Nach einer Zeit der verordneten sozialen Isolation sei der Wunsch gross, sich wieder zu treffen und gemeinsam zu essen: «Die Gastronomie erfährt dadurch eine neue Wertschätzung. Die Menschen sind bereit, für ein Esserlebnis in schöner Atmosphäre, bei herzlichen Gastgebern und mit qualitativ hochwertigen Produkten Geld auszugeben.»
Gleichzeitig haben aber auch die so genannten Ghost Kitchens – Geisterküchen ohne dazugehöriges Restaurant – durch den Take-away-Trend Aufwind erfahren. Doch Rützler ist überzeugt: «Das muss für Gastronomen nicht negativ sein. Gerade wenn die Sitzplätze im Lokal beschränkt sind, können Ghost Kitchens und Lieferservices interessante Partner sein, um ein neues Zielpublikum zu erreichen.» So gebe es beispielsweise Apps, welche analysieren, welche Gerichte in welchen Stadtteilen beliebt sind und welches Angebot noch fehlt: «Das ergibt neue Möglichkeiten für Gastronomen.
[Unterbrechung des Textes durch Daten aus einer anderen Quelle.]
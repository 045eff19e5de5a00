//! Inbound request contract.
//!
//! Scope extractors and applicability predicates only need a method, the client
//! address and submitted form fields. Implement [`RequestMeta`] for your framework's
//! request type, or use [`FormRequest`].

use std::collections::HashMap;

/// The parts of a request the limiter can inspect.
pub trait RequestMeta {
    /// HTTP method, e.g. `"POST"`.
    fn method(&self) -> &str;

    /// Originating network address, if known.
    fn remote_addr(&self) -> Option<&str>;

    /// Value of a submitted form-encoded field.
    fn form_value(&self, name: &str) -> Option<&str>;
}

impl<T: RequestMeta + ?Sized> RequestMeta for &T {
    fn method(&self) -> &str {
        (**self).method()
    }

    fn remote_addr(&self) -> Option<&str> {
        (**self).remote_addr()
    }

    fn form_value(&self, name: &str) -> Option<&str> {
        (**self).form_value(name)
    }
}

/// Minimal owned request: method, client address and form fields.
#[derive(Debug, Clone, Default, PartialEq, Eq)]
pub struct FormRequest {
    method: String,
    remote_addr: Option<String>,
    form: HashMap<String, String>,
}

impl FormRequest {
    pub fn new(method: impl Into<String>) -> Self {
        Self { method: method.into(), ..Default::default() }
    }

    /// A GET from `addr`.
    pub fn get(addr: impl Into<String>) -> Self {
        Self::new("GET").from_addr(addr)
    }

    /// A POST from `addr`.
    pub fn post(addr: impl Into<String>) -> Self {
        Self::new("POST").from_addr(addr)
    }

    /// Set the client address.
    pub fn from_addr(mut self, addr: impl Into<String>) -> Self {
        self.remote_addr = Some(addr.into());
        self
    }

    /// Add a submitted form field.
    pub fn field(mut self, name: impl Into<String>, value: impl Into<String>) -> Self {
        self.form.insert(name.into(), value.into());
        self
    }
}

impl RequestMeta for FormRequest {
    fn method(&self) -> &str {
        &self.method
    }

    fn remote_addr(&self) -> Option<&str> {
        self.remote_addr.as_deref()
    }

    fn form_value(&self, name: &str) -> Option<&str> {
        self.form.get(name).map(String::as_str)
    }
}

#[cfg(test)]
mod tests {
    use super::*;

    #[test]
    fn builders_fill_parts() {
        let req = FormRequest::post("10.1.1.1").field("username", "alice");
        assert_eq!(req.method(), "POST");
        assert_eq!(req.remote_addr(), Some("10.1.1.1"));
        assert_eq!(req.form_value("username"), Some("alice"));
        assert_eq!(req.form_value("password"), None);

        let anon = FormRequest::new("PUT");
        assert_eq!(anon.remote_addr(), None);
    }
}
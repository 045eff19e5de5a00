//! Tower middleware guarding a handler with a [`RateLimiter`].
//!
//! Per request:
//! 1. If the [`Policy`] does not apply, the inner service is called directly and no
//!    counter is touched.
//! 2. Otherwise the scope is extracted and the limiter checks and records the request.
//! 3. Allowed requests reach the inner service. Rejected requests never do: the
//!    rejection handler builds the response instead (default: [`Forbidden`]).
//!
//! Limiter failures are absorbed by the limiter itself, so the service's error type is
//! the inner service's.

use crate::limiter::{Decision, RateLimiter};
use crate::policy::Policy;
use crate::request::RequestMeta;
use crate::telemetry::{emit_best_effort, NullSink, RateLimitEvent, TelemetrySink};
use futures::future::BoxFuture;
use std::fmt;
use std::future::Future;
use std::sync::Arc;
use std::task::{Context, Poll};
use tower::util::ServiceFn;
use tower_layer::Layer;
use tower_service::Service;

/// Default body of a rejection.
pub const DEFAULT_REJECTION_MESSAGE: &str = "Rate limit exceeded";

/// HTTP 403-equivalent returned to over-limit callers.
#[derive(Debug, Clone, PartialEq, Eq)]
pub struct Forbidden {
    message: String,
}

impl Forbidden {
    /// Status code a framework adapter should use.
    pub const STATUS: u16 = 403;

    pub fn new(message: impl Into<String>) -> Self {
        Self { message: message.into() }
    }

    pub fn status(&self) -> u16 {
        Self::STATUS
    }

    pub fn message(&self) -> &str {
        &self.message
    }
}

impl Default for Forbidden {
    fn default() -> Self {
        Self::new(DEFAULT_REJECTION_MESSAGE)
    }
}

impl fmt::Display for Forbidden {
    fn fmt(&self, f: &mut fmt::Formatter<'_>) -> fmt::Result {
        write!(f, "{} {}", Self::STATUS, self.message)
    }
}

impl From<Forbidden> for (u16, String) {
    fn from(forbidden: Forbidden) -> Self {
        (Forbidden::STATUS, forbidden.message)
    }
}

/// Builds the response for a rejected request.
pub type RejectFn<Req, Res> = Arc<dyn Fn(&Req) -> Res + Send + Sync>;

/// A layer that enforces rate limits using a [`RateLimiter`].
pub struct RateLimitLayer<L, Req, Res, K = NullSink> {
    limiter: Arc<L>,
    policy: Policy<Req>,
    reject: RejectFn<Req, Res>,
    sink: K,
}

impl<L, Req, Res, K: Clone> Clone for RateLimitLayer<L, Req, Res, K> {
    fn clone(&self) -> Self {
        Self {
            limiter: self.limiter.clone(),
            policy: self.policy.clone(),
            reject: self.reject.clone(),
            sink: self.sink.clone(),
        }
    }
}

impl<L, Req, Res, K: fmt::Debug> fmt::Debug for RateLimitLayer<L, Req, Res, K> {
    fn fmt(&self, f: &mut fmt::Formatter<'_>) -> fmt::Result {
        f.debug_struct("RateLimitLayer")
            .field("limiter", &"<limiter>")
            .field("policy", &self.policy)
            .field("reject", &"<rejection handler>")
            .field("sink", &self.sink)
            .finish()
    }
}

impl<L, Req, Res> RateLimitLayer<L, Req, Res, NullSink>
where
    L: RateLimiter + 'static,
    Req: RequestMeta + 'static,
    Res: From<Forbidden> + 'static,
{
    /// Limit every request per client address; rejections become [`Forbidden`].
    pub fn new(limiter: L) -> Self {
        Self::with_rejection(limiter, |_: &Req| Res::from(Forbidden::default()))
    }
}

impl<L, Req, Res> RateLimitLayer<L, Req, Res, NullSink>
where
    L: RateLimiter + 'static,
    Req: RequestMeta + 'static,
{
    /// Limit every request per client address with a custom rejection response.
    pub fn with_rejection<F>(limiter: L, reject: F) -> Self
    where
        F: Fn(&Req) -> Res + Send + Sync + 'static,
    {
        Self::from_parts(limiter, Policy::per_address(), reject)
    }
}

impl<L, Req, Res> RateLimitLayer<L, Req, Res, NullSink>
where
    L: RateLimiter + 'static,
{
    /// Assemble a layer from explicit strategies; works for any request type.
    pub fn from_parts<F>(limiter: L, policy: Policy<Req>, reject: F) -> Self
    where
        F: Fn(&Req) -> Res + Send + Sync + 'static,
    {
        Self { limiter: Arc::new(limiter), policy, reject: Arc::new(reject), sink: NullSink }
    }
}

impl<L, Req, Res, K> RateLimitLayer<L, Req, Res, K> {
    /// Replace the applicability predicate and scope extractor.
    pub fn policy(mut self, policy: Policy<Req>) -> Self {
        self.policy = policy;
        self
    }

    /// Replace the rejection handler.
    pub fn on_rejected<F>(mut self, reject: F) -> Self
    where
        F: Fn(&Req) -> Res + Send + Sync + 'static,
    {
        self.reject = Arc::new(reject);
        self
    }

    /// Send a [`RateLimitEvent`] per request to `sink`.
    pub fn telemetry<K2>(self, sink: K2) -> RateLimitLayer<L, Req, Res, K2>
    where
        K2: TelemetrySink,
    {
        RateLimitLayer { limiter: self.limiter, policy: self.policy, reject: self.reject, sink }
    }

    pub fn limiter(&self) -> &Arc<L> {
        &self.limiter
    }

    /// Decorator form: guard a plain async handler function.
    pub fn wrap<F, Fut, E>(&self, handler: F) -> RateLimitService<ServiceFn<F>, L, Req, Res, K>
    where
        F: FnMut(Req) -> Fut,
        Fut: Future<Output = Result<Res, E>>,
        K: Clone,
    {
        self.layer(tower::service_fn(handler))
    }
}

impl<S, L, Req, Res, K: Clone> Layer<S> for RateLimitLayer<L, Req, Res, K> {
    type Service = RateLimitService<S, L, Req, Res, K>;

    fn layer(&self, service: S) -> Self::Service {
        RateLimitService { inner: service, guard: self.clone() }
    }
}

/// Middleware service that enforces rate limits.
pub struct RateLimitService<S, L, Req, Res, K = NullSink> {
    inner: S,
    guard: RateLimitLayer<L, Req, Res, K>,
}

impl<S: Clone, L, Req, Res, K: Clone> Clone for RateLimitService<S, L, Req, Res, K> {
    fn clone(&self) -> Self {
        Self { inner: self.inner.clone(), guard: self.guard.clone() }
    }
}

impl<S: fmt::Debug, L, Req, Res, K: fmt::Debug> fmt::Debug for RateLimitService<S, L, Req, Res, K> {
    fn fmt(&self, f: &mut fmt::Formatter<'_>) -> fmt::Result {
        f.debug_struct("RateLimitService")
            .field("inner", &self.inner)
            .field("guard", &self.guard)
            .finish()
    }
}

impl<S, L, Req, Res, K> Service<Req> for RateLimitService<S, L, Req, Res, K>
where
    S: Service<Req, Response = Res> + Clone + Send + 'static,
    S::Future: Send + 'static,
    S::Error: Send + 'static,
    L: RateLimiter + 'static,
    Req: Send + 'static,
    Res: Send + 'static,
    K: TelemetrySink,
    <K as Service<RateLimitEvent>>::Future: Send + 'static,
{
    type Response = Res;
    type Error = S::Error;
    type Future = BoxFuture<'static, Result<Res, S::Error>>;

    fn poll_ready(&mut self, cx: &mut Context<'_>) -> Poll<Result<(), Self::Error>> {
        self.inner.poll_ready(cx)
    }

    fn call(&mut self, req: Req) -> Self::Future {
        let guard = self.guard.clone();
        // Keep the instance that was driven to readiness.
        let clone = self.inner.clone();
        let mut inner = std::mem::replace(&mut self.inner, clone);

        Box::pin(async move {
            if !guard.policy.applies(&req) {
                emit_best_effort(guard.sink.clone(), RateLimitEvent::Bypassed).await;
                return inner.call(req).await;
            }

            let scope = guard.policy.scope(&req);
            let decision = guard.limiter.check_and_record(&scope).await;
            match decision {
                Decision::Allowed { total, remaining } => {
                    let limit = total + remaining + 1;
                    emit_best_effort(
                        guard.sink.clone(),
                        RateLimitEvent::Allowed { scope, total, limit },
                    )
                    .await;
                    inner.call(req).await
                }
                Decision::Denied { total, limit } => {
                    tracing::warn!(scope = %scope, total, limit, "rate limit exceeded");
                    emit_best_effort(
                        guard.sink.clone(),
                        RateLimitEvent::Rejected { scope, total, limit },
                    )
                    .await;
                    Ok((guard.reject)(&req))
                }
            }
        })
    }
}

#[cfg(test)]
mod tests {
    use super::*;

    #[test]
    fn forbidden_defaults_to_generic_message() {
        let forbidden = Forbidden::default();
        assert_eq!(forbidden.status(), 403);
        assert_eq!(forbidden.message(), "Rate limit exceeded");
        assert_eq!(forbidden.to_string(), "403 Rate limit exceeded");

        let (status, body): (u16, String) = Forbidden::new("slow down").into();
        assert_eq!((status, body.as_str()), (403, "slow down"));
    }
}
Es lohnt sich, das Angebot an möglichen Partnern genau anzuschauen.»
An Kraft gewonnen hat gemäss Hanni Rützler auch die Regionalität. «Hier braucht es aber neue Ansätze. Eine Zwiebel aus regionaler Produktion ist zwar nett, reicht heutzutage aber nicht mehr aus.» Ganz nach dem Motto «schneller, grösser, billiger» gebe es in vielen Regionen nur noch wenige Tier- und Pflanzenarten. «Hier braucht es die Köche, um eine grössere Vielfalt anzustossen», so Rützler. Sie müssen die richtigen Partner finden, um die Biodiversität zu fördern und in der Küche neue, spannende Gerichte zu kreieren. «Das ist Arbeit. Diese lohnt sich aber. Die Gäste lassen sich gerne auf spannende Produkte aus der Region ein, da immer eine Geschichte dahintersteckt. So macht essen gehen noch mehr Spass.»